Monday, 14 September 2009

What do Mail readers think about the EDL?

The Mail don't skew everything, and very often their straight reportage is insightful - which is what makes it such a tragedy that they can't manage it all the time and resort to such low tactics when it comes to concocting stories they want you to read rather than ones you do. This article, for example, about the English Defence League, is a pretty good summary of what's been happening over the past few days with the EDL. I can't help thinking that's because it's by 'Daily Mail reporter' and has been pieced together by some diligent scribe from other national papers' coverage rather than just starting out with a target an aiming long-range salvoes at it, regardless of the facts.

Yesterday a commenter on my 'What do we call these scum' piece said there were 'non-white' people at the protests. I looked at the Mail's coverage, then, expecting a happy rainbow nation of faces united against the tyranny of Islamism - sadly, the photographers have clearly been complete bastards by deliberately leaving out all the hundreds of ethnic minority protesters who happily marched along with the English Defence League and deliberately taking pictures of growling nuts in England tops! Outrageous!

The sadness for me comes that after a rather good piece of news reporting from the Mail, there's a predictable response in the comments. You'll see that the worst-rated comment is this



while this also gets bombarded with red arrows



but this



and this



are considered worthy of praise by readers, and this



is voted up, despite being entirely factually wrong. What does that tell you?

It's sad that the Mail can execute accurate and interesting stories about touchy subjects without feeling the need to skew things over to a predetermined point of view. I say sad because it makes it seem all the more deliberate an act when they do, rather than being just the result of laziness. Clearly the ability exists to report things without blowing one side or the other out of all proportion; perhaps there isn't always the willingness.

There. And I managed to do a whole blog post on that story without resorting to the cheap, easy and juvenile tactic of comparing this

The dispute came as a Cabinet minister raised fears of a return to 1930s fascism, comparing modern Right-wing groups to Oswald Mosley's Blackshirts.


with this

If the Blackshirts movement had any need of justification, the Red Hooligans who savagely and systematically tried to wreck Sir Oswald Mosley's huge and magnificently successful meeting at Olympia last night would have supplied it.

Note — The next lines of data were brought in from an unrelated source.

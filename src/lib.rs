pub mod audio;
pub mod encode;
pub mod error;
pub mod render;
pub mod util;

pub use error::{AnalyzerError, ContextError, RenderError};
pub use render::Rave;
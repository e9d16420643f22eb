pub mod analyzer;
pub mod decode;
pub mod filter;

from the Daily Mail of 1934. Oh bugger, I just did.

6 comments:

~~HA~~ said...

There is no need to bias you stories if your reader base is already highly opinionated. Conformation bias takes care of that.

To top it off, 800 green thumbs up for those posts? Not even the BBC get that many on a really popular topics, and you can't even thumbs down on their site.

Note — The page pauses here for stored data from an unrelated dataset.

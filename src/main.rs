mod cli;
mod config;

use anyhow::{Context, Result};
use clap::Parser;
use indicatif::{ProgressBar, ProgressStyle};
use std::fs::File;
use std::io::{BufWriter, Write};
use std::sync::Arc;

use cli::Cli;
use rave::audio::analyzer::Analyzer;
use rave::audio::decode::decode_audio;
use rave::encode::ffmpeg::{EncoderSettings, FfmpegEncoder};
use rave::render::gpu::GpuContext;
use rave::render::host::OffscreenHost;
use rave::Rave;

fn main() -> Result<()> {
    env_logger::Builder::from_env(env_logger::Env::default().default_filter_or("info"))
        .format_timestamp_millis()
        .init();

    let mut cli = Cli::parse();

    if let Some(path) = config::discover(cli.config.as_deref()) {
        match config::load_config(&path) {
            Some(cfg) => {
                log::info!("Loaded config from {}", path.display());
                config::merge(&mut cli, cfg);
            }
            None => log::warn!("Failed to load config from {}", path.display()),
        }
    }

    if !cli.input.exists() {
        anyhow::bail!("Input file not found: {}", cli.input.display());
    }

    log::info!("rave - audio-reactive visualizer");
    log::info!("Input: {}", cli.input.display());
    log::info!("Output: {}", cli.output.display());
    log::info!("Resolution: {}x{} @ {}fps, speed {}", cli.width, cli.height, cli.fps, cli.speed);

    // 1. Decode audio
    log::info!("Decoding audio...");
    let audio = decode_audio(&cli.input)?;

    let mut total_frames = audio.frame_count(cli.fps);
    if let Some(limit) = cli.frames {
        total_frames = total_frames.min(limit);
    }
    log::info!("Total frames: {}, Duration: {:.1}s", total_frames, audio.duration());

    // 2. GPU, analyzer and renderer
    log::info!("Initializing GPU...");
    let gpu = Arc::new(GpuContext::new().context("Failed to initialize GPU")?);
    let analyzer = Analyzer::new(audio.sample_rate, cli.fft_size)
        .with_context(|| format!("Invalid analyzer settings (fft size {})", cli.fft_size))?;
    let host = OffscreenHost::new(gpu, cli.width, cli.height, !cli.no_hdr);
    let mut rave = Rave::new(host, analyzer, cli.speed).context("Failed to create renderer")?;

    let mut dump = match &cli.dump_features {
        Some(path) => {
            let file = File::create(path)
                .with_context(|| format!("Failed to create {}", path.display()))?;
            log::info!("Writing features to {}", path.display());
            Some(BufWriter::new(file))
        }
        None => None,
    };

    // 3. Start FFmpeg encoder
    log::info!("Starting FFmpeg encoder...");
    let mut encoder = FfmpegEncoder::new(&EncoderSettings {
        output: cli.output.clone(),
        audio: Some(cli.input.clone()),
        width: cli.width,
        height: cli.height,
        fps: cli.fps,
        codec: cli.codec.clone(),
        pix_fmt: cli.pix_fmt.clone(),
        crf: cli.crf,
    })?;

    // 4. Render loop
    let pb = ProgressBar::new(total_frames as u64);
    pb.set_style(
        ProgressStyle::default_bar()
            .template("[{elapsed_precise}] {bar:40.cyan/blue} {pos}/{len} frames ({eta} remaining)")?
            .progress_chars("=>-"),
    );

    for frame_idx in 0..total_frames {
        rave.analyzer_mut().push_samples(audio.frame_slice(frame_idx, cli.fps));
        if !rave.render()? {
            continue;
        }

        if let Some(out) = dump.as_mut() {
            serde_json::to_writer(&mut *out, &rave.features().snapshot())?;
            out.write_all(b"\n")?;
        }

        let canvas = rave.canvas().context("Renderer has no canvas")?;
        let pixels = canvas.to_rgba8().context("Failed to read back frame")?;
        encoder.write_frame(&pixels)?;
        pb.set_position(frame_idx as u64 + 1);
    }

    pb.finish_with_message("Rendering complete");
    rave.destroy()?;

    if let Some(mut out) = dump {
        out.flush()?;
    }

    // 5. Finish encoding
    log::info!("Finishing encoding...");
    encoder.finish()?;

    log::info!("Done! Output: {}", cli.output.display());
    Ok(())
}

They must get an obscene amount of traffic.... Or of course someone is taking a leaf out of Israel's propaganda book and using something like Megaphone.

The internet is a bad place to get public opinion on sensitive topics.

Akela said...

In contrast though take a look at the story about Asda's Asian clothing range and the comments on there. They are mostly sensible, thoughtfull with plenty of green arrows. There are a few dick head comments but they have loads of red.

Kirsty said...

How can someone claiming to be a left wing blogger say that first comment by Emma Redwall is good? Blaming everything on people on benefits is only replacing one set of prejudices with another.

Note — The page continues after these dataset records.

/// A quad per segment, plus octagon joins once the stroke is wider than 1.5 px.
fn stroke_triangles(path: &Path, width: f64) -> Vec<Point> {
    let mut tris = Vec::new();
    if width <= 0.0 {
        return tris;
    }
    let half = 0.5 * width;
    for sp in &path.subpaths {
        let mut pts = sp.points.clone();
        if sp.closed && pts.len() > 1 {
            pts.push(pts[0]);
        }
        for seg in pts.windows(2) {
            let (a, b) = (seg[0], seg[1]);
            let (dx, dy) = (b.x - a.x, b.y - a.y);
            let len = (dx * dx + dy * dy).sqrt();
            if len <= f64::EPSILON {
                continue;
            }
            let (nx, ny) = (-dy / len * half, dx / len * half);
            let q = [
                Point { x: a.x + nx, y: a.y + ny },
                Point { x: b.x + nx, y: b.y + ny },
                Point { x: b.x - nx, y: b.y - ny },
                Point { x: a.x - nx, y: a.y - ny },
            ];
            tris.extend([q[0], q[1], q[2], q[0], q[2], q[3]]);
        }
        if half <= 0.75 {
            continue;
        }
        let joins = if sp.closed { pts.len().saturating_sub(1) } else { pts.len().saturating_sub(2) };
        for p in pts.iter().skip(if sp.closed { 0 } else { 1 }).take(joins) {
            let d = disc(*p, half);
            for pair in d[1..].windows(2) {
                tris.extend([d[0], pair[0], pair[1]]);
            }
        }
    }
    tris
}

fn disc(c: Point, r: f64) -> Vec<Point> {
    (0..8)
        .map(|k| {
            let a = k as f64 * std::f64::consts::FRAC_PI_4;
            Point {
                x: c.x + r * a.cos(),
                y: c.y + r * a.sin(),
            }
        })
        .collect()
}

If everyone on the dole is a mindless thug, students are all open minded and tolerant I'd like to see some evidence for it. Otherwise thats no less bigoted then the other commenters.

Anton Vowl said...

I don't recall saying it was a good point (although I'd agree with the first sentence of it); I was illustrating the opinions that were disapproved of. What I should have said was it's interesting that, on the whole, commenters on the Mail website aren't shy of complaining about people on the dole themselves, which implies it can't be that reason why it was voted down.

mr bish said...

*sigh* Not surprising really...

Regarding your thing about the person referring to "non-white" people marching with the EDL though (I missed that comment; I'll have to go back and read later...), it does say on the BBC article you linked to in that particular post:

"In Birmingham last week, the BBC filmed black and white men alongside each other on EDL's lines."

Which does kinda suggest that perhaps race isn't their motivation, so much as religion. But that's another discussion altogether.

Back on-topic, I stand by my theory that the BNP (or, from a non-libelous slant, general right wing fascists connected by online discussion groups, who may or may not support the BNP) have a team of 10-20 web crusaders who spend a few hours each day voting on Mail stories, then changing their IP addresses via a proxy and voting again, and again, and again... If each one makes 50-100 votes, you start to see big numbers (remember, there must be a few people voting against them, so 800+ thumbs up is enormous).

As far as I'm concerned, this is the only way to account for such a huge number of angry bigots, who both own computers with internet connections and can read.

Sim-O said...

Kirsty,
Emma Redwall isn't saying everyone on the dole is a wanker. She is saying she thinks wankers like the EDL thugs are usually on the dole.